Retype every entry below without any change.

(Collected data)
□ □ □ □ □ □ □

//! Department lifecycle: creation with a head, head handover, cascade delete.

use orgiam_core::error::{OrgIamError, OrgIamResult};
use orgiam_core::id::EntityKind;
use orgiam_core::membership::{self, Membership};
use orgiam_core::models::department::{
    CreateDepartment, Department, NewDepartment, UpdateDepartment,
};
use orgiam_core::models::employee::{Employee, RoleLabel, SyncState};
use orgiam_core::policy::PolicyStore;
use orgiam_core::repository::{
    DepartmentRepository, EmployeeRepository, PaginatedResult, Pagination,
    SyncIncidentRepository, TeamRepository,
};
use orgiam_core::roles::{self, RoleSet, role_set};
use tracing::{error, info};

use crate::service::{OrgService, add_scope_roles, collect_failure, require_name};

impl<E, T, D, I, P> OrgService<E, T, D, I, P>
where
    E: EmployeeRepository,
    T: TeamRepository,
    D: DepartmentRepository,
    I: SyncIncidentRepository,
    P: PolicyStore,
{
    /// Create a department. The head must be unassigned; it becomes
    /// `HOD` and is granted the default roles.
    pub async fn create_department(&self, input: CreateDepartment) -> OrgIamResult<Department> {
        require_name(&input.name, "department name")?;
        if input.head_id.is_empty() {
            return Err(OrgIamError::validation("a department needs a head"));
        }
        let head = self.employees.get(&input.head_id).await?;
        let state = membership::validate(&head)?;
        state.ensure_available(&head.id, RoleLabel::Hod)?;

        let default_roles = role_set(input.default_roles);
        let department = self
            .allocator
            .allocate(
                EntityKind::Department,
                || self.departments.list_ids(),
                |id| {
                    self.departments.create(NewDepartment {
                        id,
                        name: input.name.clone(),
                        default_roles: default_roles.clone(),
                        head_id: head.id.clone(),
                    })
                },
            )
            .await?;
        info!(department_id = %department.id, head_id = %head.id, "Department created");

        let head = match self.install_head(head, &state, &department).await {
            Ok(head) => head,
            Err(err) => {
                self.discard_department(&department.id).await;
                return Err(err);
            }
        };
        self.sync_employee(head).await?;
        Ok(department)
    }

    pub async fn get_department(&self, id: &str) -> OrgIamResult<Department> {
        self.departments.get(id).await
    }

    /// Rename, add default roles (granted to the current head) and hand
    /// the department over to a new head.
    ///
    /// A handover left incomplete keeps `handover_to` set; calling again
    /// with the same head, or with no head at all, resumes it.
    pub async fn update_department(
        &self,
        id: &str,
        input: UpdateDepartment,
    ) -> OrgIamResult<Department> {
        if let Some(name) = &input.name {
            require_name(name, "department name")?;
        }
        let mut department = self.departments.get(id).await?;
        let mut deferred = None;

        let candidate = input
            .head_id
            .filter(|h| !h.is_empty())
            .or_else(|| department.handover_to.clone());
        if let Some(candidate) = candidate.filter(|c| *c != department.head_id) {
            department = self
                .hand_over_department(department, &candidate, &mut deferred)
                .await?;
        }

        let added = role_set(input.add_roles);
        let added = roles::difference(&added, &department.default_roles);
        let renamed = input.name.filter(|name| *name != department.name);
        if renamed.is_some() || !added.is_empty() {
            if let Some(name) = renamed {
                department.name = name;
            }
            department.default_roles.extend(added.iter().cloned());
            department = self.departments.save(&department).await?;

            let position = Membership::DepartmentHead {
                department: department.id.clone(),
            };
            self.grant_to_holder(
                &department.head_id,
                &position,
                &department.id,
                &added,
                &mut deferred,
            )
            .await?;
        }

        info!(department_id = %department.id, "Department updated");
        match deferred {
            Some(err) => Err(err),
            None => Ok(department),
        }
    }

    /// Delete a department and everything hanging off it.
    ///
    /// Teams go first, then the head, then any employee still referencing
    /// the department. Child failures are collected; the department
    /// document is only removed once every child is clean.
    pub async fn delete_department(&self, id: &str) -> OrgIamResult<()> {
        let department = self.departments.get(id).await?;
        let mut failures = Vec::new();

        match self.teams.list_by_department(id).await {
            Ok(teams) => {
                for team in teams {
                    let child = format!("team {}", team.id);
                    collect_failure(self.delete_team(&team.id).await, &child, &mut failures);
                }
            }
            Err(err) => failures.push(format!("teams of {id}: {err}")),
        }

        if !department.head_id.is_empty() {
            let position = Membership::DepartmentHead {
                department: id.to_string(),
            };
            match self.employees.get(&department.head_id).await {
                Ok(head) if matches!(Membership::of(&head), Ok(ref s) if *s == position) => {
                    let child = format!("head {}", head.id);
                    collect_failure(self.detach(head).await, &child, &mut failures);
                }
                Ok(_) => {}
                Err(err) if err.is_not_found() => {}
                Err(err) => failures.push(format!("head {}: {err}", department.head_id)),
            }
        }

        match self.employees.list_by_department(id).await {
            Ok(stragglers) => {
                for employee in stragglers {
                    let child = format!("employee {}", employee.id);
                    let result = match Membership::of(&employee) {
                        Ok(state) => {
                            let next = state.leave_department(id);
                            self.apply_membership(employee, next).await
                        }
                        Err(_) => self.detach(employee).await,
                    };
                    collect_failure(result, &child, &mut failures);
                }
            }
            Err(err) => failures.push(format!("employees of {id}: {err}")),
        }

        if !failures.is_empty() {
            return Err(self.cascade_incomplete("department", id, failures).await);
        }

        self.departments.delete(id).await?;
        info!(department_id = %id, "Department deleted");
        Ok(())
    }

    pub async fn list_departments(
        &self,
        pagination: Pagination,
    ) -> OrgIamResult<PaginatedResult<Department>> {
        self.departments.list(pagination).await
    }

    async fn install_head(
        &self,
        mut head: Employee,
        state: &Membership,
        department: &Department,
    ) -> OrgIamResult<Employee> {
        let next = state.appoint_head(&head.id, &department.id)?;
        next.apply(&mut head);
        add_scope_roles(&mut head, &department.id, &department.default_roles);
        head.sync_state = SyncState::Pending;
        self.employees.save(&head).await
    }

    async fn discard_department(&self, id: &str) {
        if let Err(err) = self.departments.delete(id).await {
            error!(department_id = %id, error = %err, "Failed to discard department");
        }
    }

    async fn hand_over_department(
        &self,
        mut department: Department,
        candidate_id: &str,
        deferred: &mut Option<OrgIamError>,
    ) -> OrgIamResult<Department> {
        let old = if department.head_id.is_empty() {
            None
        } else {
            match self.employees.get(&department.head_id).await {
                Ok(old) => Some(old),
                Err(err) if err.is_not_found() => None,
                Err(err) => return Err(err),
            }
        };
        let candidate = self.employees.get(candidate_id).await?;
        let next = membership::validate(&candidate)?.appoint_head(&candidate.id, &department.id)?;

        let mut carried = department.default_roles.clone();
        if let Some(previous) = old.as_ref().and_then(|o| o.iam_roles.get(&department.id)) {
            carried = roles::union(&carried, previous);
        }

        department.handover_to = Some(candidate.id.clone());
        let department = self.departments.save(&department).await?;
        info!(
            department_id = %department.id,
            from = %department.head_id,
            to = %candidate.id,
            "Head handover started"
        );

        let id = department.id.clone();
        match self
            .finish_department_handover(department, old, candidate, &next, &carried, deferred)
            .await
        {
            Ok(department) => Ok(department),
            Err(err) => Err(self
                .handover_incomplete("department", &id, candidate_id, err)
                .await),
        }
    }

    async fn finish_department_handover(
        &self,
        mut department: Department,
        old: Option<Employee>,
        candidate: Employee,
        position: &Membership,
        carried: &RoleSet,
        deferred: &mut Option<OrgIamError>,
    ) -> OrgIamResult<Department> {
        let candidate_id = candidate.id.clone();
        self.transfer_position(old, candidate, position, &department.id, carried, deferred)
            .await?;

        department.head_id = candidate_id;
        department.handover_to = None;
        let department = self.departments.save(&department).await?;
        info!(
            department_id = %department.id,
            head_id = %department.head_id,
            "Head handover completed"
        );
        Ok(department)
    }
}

□ □ □ □ □ □ □

** Expected answer **
//! Department lifecycle: creation with a head, head handover, cascade delete.

use orgiam_core::error::{OrgIamError, OrgIamResult};
use orgiam_core::id::EntityKind;
use orgiam_core::membership::{self, Membership};
use orgiam_core::models::department::{
    CreateDepartment, Department, NewDepartment, UpdateDepartment,
};
use orgiam_core::models::employee::{Employee, RoleLabel, SyncState};
use orgiam_core::policy::PolicyStore;
use orgiam_core::repository::{
    DepartmentRepository, EmployeeRepository, PaginatedResult, Pagination,
    SyncIncidentRepository, TeamRepository,
};
use orgiam_core::roles::{self, RoleSet, role_set};
use tracing::{error, info};

use crate::service::{OrgService, add_scope_roles, collect_failure, require_name};

impl<E, T, D, I, P> OrgService<E, T, D, I, P>
where
    E: EmployeeRepository,
    T: TeamRepository,
    D: DepartmentRepository,
    I: SyncIncidentRepository,
    P: PolicyStore,
{
    /// Create a department. The head must be unassigned; it becomes
    /// `HOD` and is granted the default roles.
    pub async fn create_department(&self, input: CreateDepartment) -> OrgIamResult<Department> {
        require_name(&input.name, "department name")?;
        if input.head_id.is_empty() {
            return Err(OrgIamError::validation("a department needs a head"));
        }
        let head = self.employees.get(&input.head_id).await?;
        let state = membership::validate(&head)?;
        state.ensure_available(&head.id, RoleLabel::Hod)?;

        let default_roles = role_set(input.default_roles);
        let department = self
            .allocator
            .allocate(
                EntityKind::Department,
                || self.departments.list_ids(),
                |id| {
                    self.departments.create(NewDepartment {
                        id,
                        name: input.name.clone(),
                        default_roles: default_roles.clone(),
                        head_id: head.id.clone(),
                    })
                },
            )
            .await?;
        info!(department_id = %department.id, head_id = %head.id, "Department created");

        let head = match self.install_head(head, &state, &department).await {
            Ok(head) => head,
            Err(err) => {
                self.discard_department(&department.id).await;
                return Err(err);
            }
        };
        self.sync_employee(head).await?;
        Ok(department)
    }

    pub async fn get_department(&self, id: &str) -> OrgIamResult<Department> {
        self.departments.get(id).await
    }

    /// Rename, add default roles (granted to the current head) and hand
    /// the department over to a new head.
    ///
    /// A handover left incomplete keeps `handover_to` set; calling again
    /// with the same head, or with no head at all, resumes it.
    pub async fn update_department(
        &self,
        id: &str,
        input: UpdateDepartment,
    ) -> OrgIamResult<Department> {
        if let Some(name) = &input.name {
            require_name(name, "department name")?;
        }
        let mut department = self.departments.get(id).await?;
        let mut deferred = None;

        let candidate = input
            .head_id
            .filter(|h| !h.is_empty())
            .or_else(|| department.handover_to.clone());
        if let Some(candidate) = candidate.filter(|c| *c != department.head_id) {
            department = self
                .hand_over_department(department, &candidate, &mut deferred)
                .await?;
        }

        let added = role_set(input.add_roles);
        let added = roles::difference(&added, &department.default_roles);
        let renamed = input.name.filter(|name| *name != department.name);
        if renamed.is_some() || !added.is_empty() {
            if let Some(name) = renamed {
                department.name = name;
            }
            department.default_roles.extend(added.iter().cloned());
            department = self.departments.save(&department).await?;

            let position = Membership::DepartmentHead {
                department: department.id.clone(),
            };
            self.grant_to_holder(
                &department.head_id,
                &position,
                &department.id,
                &added,
                &mut deferred,
            )
            .await?;
        }

        info!(department_id = %department.id, "Department updated");
        match deferred {
            Some(err) => Err(err),
            None => Ok(department),
        }
    }

    /// Delete a department and everything hanging off it.
    ///
    /// Teams go first, then the head, then any employee still referencing
    /// the department. Child failures are collected; the department
    /// document is only removed once every child is clean.
    pub async fn delete_department(&self, id: &str) -> OrgIamResult<()> {
        let department = self.departments.get(id).await?;
        let mut failures = Vec::new();

        match self.teams.list_by_department(id).await {
            Ok(teams) => {
                for team in teams {
                    let child = format!("team {}", team.id);
                    collect_failure(self.delete_team(&team.id).await, &child, &mut failures);
                }
            }
            Err(err) => failures.push(format!("teams of {id}: {err}")),
        }

        if !department.head_id.is_empty() {
            let position = Membership::DepartmentHead {
                department: id.to_string(),
            };
            match self.employees.get(&department.head_id).await {
                Ok(head) if matches!(Membership::of(&head), Ok(ref s) if *s == position) => {
                    let child = format!("head {}", head.id);
                    collect_failure(self.detach(head).await, &child, &mut failures);
                }
                Ok(_) => {}
                Err(err) if err.is_not_found() => {}
                Err(err) => failures.push(format!("head {}: {err}", department.head_id)),
            }
        }

        match self.employees.list_by_department(id).await {
            Ok(stragglers) => {
                for employee in stragglers {
                    let child = format!("employee {}", employee.id);
                    let result = match Membership::of(&employee) {
                        Ok(state) => {
                            let next = state.leave_department(id);
                            self.apply_membership(employee, next).await
                        }
                        Err(_) => self.detach(employee).await,
                    };
                    collect_failure(result, &child, &mut failures);
                }
            }
            Err(err) => failures.push(format!("employees of {id}: {err}")),
        }

        if !failures.is_empty() {
            return Err(self.cascade_incomplete("department", id, failures).await);
        }

        self.departments.delete(id).await?;
        info!(department_id = %id, "Department deleted");
        Ok(())
    }

    pub async fn list_departments(
        &self,
        pagination: Pagination,
    ) -> OrgIamResult<PaginatedResult<Department>> {
        self.departments.list(pagination).await
    }

    async fn install_head(
        &self,
        mut head: Employee,
        state: &Membership,
        department: &Department,
    ) -> OrgIamResult<Employee> {
        let next = state.appoint_head(&head.id, &department.id)?;
        next.apply(&mut head);
        add_scope_roles(&mut head, &department.id, &department.default_roles);
        head.sync_state = SyncState::Pending;
        self.employees.save(&head).await
    }

    async fn discard_department(&self, id: &str) {
        if let Err(err) = self.departments.delete(id).await {
            error!(department_id = %id, error = %err, "Failed to discard department");
        }
    }

    async fn hand_over_department(
        &self,
        mut department: Department,
        candidate_id: &str,
        deferred: &mut Option<OrgIamError>,
    ) -> OrgIamResult<Department> {
        let old = if department.head_id.is_empty() {
            None
        } else {
            match self.employees.get(&department.head_id).await {
                Ok(old) => Some(old),
                Err(err) if err.is_not_found() => None,
                Err(err) => return Err(err),
            }
        };
        let candidate = self.employees.get(candidate_id).await?;
        let next = membership::validate(&candidate)?.appoint_head(&candidate.id, &department.id)?;

        let mut carried = department.default_roles.clone();
        if let Some(previous) = old.as_ref().and_then(|o| o.iam_roles.get(&department.id)) {
            carried = roles::union(&carried, previous);
        }

        department.handover_to = Some(candidate.id.clone());
        let department = self.departments.save(&department).await?;
        info!(
            department_id = %department.id,
            from = %department.head_id,
            to = %candidate.id,
            "Head handover started"
        );

        let id = department.id.clone();
        match self
            .finish_department_handover(department, old, candidate, &next, &carried, deferred)
            .await
        {
            Ok(department) => Ok(department),
            Err(err) => Err(self
                .handover_incomplete("department", &id, candidate_id, err)
                .await),
        }
    }

    async fn finish_department_handover(
        &self,
        mut department: Department,
        old: Option<Employee>,
        candidate: Employee,
        position: &Membership,
        carried: &RoleSet,
        deferred: &mut Option<OrgIamError>,
    ) -> OrgIamResult<Department> {
        let candidate_id = candidate.id.clone();
        self.transfer_position(old, candidate, position, &department.id, carried, deferred)
            .await?;

        department.head_id = candidate_id;
        department.handover_to = None;
        let department = self.departments.save(&department).await?;
        info!(
            department_id = %department.id,
            head_id = %department.head_id,
            "Head handover completed"
        );
        Ok(department)
    }
}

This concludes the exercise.